*** DATA FOR ANALYSIS ***
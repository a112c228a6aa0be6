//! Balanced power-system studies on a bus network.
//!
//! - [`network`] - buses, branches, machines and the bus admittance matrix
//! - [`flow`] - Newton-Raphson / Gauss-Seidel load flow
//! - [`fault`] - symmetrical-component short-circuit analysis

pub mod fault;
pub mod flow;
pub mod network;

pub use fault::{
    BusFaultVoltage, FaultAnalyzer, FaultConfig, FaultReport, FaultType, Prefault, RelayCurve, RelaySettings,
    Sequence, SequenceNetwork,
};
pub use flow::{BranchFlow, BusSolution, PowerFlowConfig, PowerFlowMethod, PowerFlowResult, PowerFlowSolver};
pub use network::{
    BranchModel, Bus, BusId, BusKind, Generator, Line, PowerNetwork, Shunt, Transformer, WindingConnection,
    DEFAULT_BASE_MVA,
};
***
*** DATA FOR ANALYSIS ***
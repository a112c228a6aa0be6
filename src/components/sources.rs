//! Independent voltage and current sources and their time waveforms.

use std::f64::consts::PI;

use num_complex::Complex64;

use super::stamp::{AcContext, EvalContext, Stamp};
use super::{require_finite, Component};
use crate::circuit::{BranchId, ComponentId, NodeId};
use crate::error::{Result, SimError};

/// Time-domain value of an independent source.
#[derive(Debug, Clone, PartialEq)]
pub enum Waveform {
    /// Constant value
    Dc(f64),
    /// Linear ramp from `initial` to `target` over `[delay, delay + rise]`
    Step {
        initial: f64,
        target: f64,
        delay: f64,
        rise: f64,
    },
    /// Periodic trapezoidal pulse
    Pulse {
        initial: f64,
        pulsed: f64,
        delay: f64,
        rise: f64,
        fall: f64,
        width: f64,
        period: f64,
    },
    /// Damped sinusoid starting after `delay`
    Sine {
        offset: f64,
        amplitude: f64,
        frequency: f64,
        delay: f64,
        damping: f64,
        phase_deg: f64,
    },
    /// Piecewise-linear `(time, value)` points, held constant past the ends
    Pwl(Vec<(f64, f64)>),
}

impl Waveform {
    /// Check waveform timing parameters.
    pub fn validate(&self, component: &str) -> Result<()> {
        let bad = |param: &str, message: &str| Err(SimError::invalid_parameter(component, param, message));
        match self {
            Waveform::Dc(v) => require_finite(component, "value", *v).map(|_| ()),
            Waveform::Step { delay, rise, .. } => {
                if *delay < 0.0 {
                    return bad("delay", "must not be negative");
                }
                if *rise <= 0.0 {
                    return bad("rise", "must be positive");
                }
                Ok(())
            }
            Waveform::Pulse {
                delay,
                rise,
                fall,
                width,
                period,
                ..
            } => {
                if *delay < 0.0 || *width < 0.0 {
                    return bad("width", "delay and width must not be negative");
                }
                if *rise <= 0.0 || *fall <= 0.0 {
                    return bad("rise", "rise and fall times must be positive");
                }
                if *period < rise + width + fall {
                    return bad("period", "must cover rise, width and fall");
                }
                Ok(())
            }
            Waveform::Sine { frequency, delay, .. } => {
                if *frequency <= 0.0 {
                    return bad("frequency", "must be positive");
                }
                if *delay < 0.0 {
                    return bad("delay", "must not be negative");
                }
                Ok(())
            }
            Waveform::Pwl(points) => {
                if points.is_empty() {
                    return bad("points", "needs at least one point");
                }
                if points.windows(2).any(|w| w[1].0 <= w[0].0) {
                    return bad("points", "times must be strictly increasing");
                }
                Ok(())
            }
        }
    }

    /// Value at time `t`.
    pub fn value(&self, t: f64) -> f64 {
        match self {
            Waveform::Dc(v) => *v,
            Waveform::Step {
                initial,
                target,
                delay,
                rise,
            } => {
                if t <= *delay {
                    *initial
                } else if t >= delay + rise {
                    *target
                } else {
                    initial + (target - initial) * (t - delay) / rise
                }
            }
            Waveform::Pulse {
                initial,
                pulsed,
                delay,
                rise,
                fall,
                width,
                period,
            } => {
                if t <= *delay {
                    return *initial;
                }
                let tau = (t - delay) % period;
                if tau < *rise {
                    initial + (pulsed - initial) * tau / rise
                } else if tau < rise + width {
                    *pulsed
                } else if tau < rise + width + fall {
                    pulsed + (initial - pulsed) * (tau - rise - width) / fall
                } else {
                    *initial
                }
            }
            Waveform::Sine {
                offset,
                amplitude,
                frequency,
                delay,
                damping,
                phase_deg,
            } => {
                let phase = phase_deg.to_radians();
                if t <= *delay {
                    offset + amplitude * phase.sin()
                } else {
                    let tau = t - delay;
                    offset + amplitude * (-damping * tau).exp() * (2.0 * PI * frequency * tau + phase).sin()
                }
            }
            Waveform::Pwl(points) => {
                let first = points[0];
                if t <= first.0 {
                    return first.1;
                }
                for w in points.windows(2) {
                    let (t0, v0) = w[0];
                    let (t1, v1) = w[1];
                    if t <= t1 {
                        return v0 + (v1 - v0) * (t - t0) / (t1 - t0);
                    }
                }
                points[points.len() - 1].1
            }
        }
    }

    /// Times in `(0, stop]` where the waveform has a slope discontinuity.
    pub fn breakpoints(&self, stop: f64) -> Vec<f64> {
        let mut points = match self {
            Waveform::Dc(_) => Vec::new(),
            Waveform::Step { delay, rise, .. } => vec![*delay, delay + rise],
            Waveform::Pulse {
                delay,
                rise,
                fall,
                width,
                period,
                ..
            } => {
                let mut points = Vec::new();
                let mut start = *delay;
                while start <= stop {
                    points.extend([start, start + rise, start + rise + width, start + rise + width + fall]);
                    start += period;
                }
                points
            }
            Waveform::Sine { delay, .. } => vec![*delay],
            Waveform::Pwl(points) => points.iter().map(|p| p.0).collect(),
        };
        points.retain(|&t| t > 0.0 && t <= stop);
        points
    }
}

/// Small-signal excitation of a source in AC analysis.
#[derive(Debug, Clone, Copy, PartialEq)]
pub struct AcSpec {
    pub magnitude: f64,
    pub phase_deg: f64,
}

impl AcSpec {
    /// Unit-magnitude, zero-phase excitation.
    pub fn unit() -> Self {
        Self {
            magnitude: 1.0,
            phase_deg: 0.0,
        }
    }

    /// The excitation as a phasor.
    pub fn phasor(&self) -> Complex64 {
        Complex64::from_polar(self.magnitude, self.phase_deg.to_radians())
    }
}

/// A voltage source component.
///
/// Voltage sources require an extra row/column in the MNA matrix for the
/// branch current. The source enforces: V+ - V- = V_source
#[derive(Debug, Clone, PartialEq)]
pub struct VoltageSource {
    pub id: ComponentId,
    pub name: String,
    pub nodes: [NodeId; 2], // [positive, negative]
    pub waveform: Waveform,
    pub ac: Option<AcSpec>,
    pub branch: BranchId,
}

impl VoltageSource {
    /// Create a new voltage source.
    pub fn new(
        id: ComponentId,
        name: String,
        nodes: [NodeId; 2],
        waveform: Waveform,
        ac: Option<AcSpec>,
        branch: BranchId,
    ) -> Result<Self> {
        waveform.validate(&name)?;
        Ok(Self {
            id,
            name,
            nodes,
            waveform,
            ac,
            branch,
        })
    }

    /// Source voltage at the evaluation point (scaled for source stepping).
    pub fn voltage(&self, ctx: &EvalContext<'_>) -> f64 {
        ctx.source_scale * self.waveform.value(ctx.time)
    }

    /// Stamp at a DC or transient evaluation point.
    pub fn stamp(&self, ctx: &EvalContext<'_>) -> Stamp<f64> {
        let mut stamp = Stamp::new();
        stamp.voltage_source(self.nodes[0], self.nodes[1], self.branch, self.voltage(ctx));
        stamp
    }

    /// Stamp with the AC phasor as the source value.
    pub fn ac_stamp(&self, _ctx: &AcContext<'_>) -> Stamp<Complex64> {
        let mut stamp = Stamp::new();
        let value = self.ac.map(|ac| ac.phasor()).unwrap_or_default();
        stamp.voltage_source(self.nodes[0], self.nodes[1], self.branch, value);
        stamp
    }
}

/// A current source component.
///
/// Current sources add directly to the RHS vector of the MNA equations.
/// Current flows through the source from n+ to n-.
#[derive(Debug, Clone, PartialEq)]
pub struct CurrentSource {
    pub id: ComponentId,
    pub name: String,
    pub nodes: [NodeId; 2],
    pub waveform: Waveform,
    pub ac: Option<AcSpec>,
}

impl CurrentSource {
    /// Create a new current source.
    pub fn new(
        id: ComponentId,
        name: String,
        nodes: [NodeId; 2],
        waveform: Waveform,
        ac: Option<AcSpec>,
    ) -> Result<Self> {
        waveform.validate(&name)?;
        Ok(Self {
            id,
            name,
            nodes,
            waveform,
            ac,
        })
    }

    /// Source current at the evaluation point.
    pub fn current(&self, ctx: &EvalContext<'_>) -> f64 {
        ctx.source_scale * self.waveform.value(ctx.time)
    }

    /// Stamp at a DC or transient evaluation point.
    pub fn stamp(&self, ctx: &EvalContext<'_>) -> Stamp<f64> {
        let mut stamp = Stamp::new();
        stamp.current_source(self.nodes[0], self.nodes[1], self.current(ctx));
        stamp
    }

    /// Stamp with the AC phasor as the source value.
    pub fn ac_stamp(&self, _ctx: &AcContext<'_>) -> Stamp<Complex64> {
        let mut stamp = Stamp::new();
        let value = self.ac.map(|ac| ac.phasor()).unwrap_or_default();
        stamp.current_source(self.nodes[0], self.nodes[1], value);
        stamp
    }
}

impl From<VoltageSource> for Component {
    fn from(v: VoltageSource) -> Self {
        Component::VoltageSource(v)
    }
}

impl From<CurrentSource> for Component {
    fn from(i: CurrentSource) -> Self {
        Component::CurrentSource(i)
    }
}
***
- **WHAT YOU HAVE TO DO**
For the word "excitation", count the lines of the records that contain it and give only the number.

- **SOLUTION TO THE EXERCISE**
3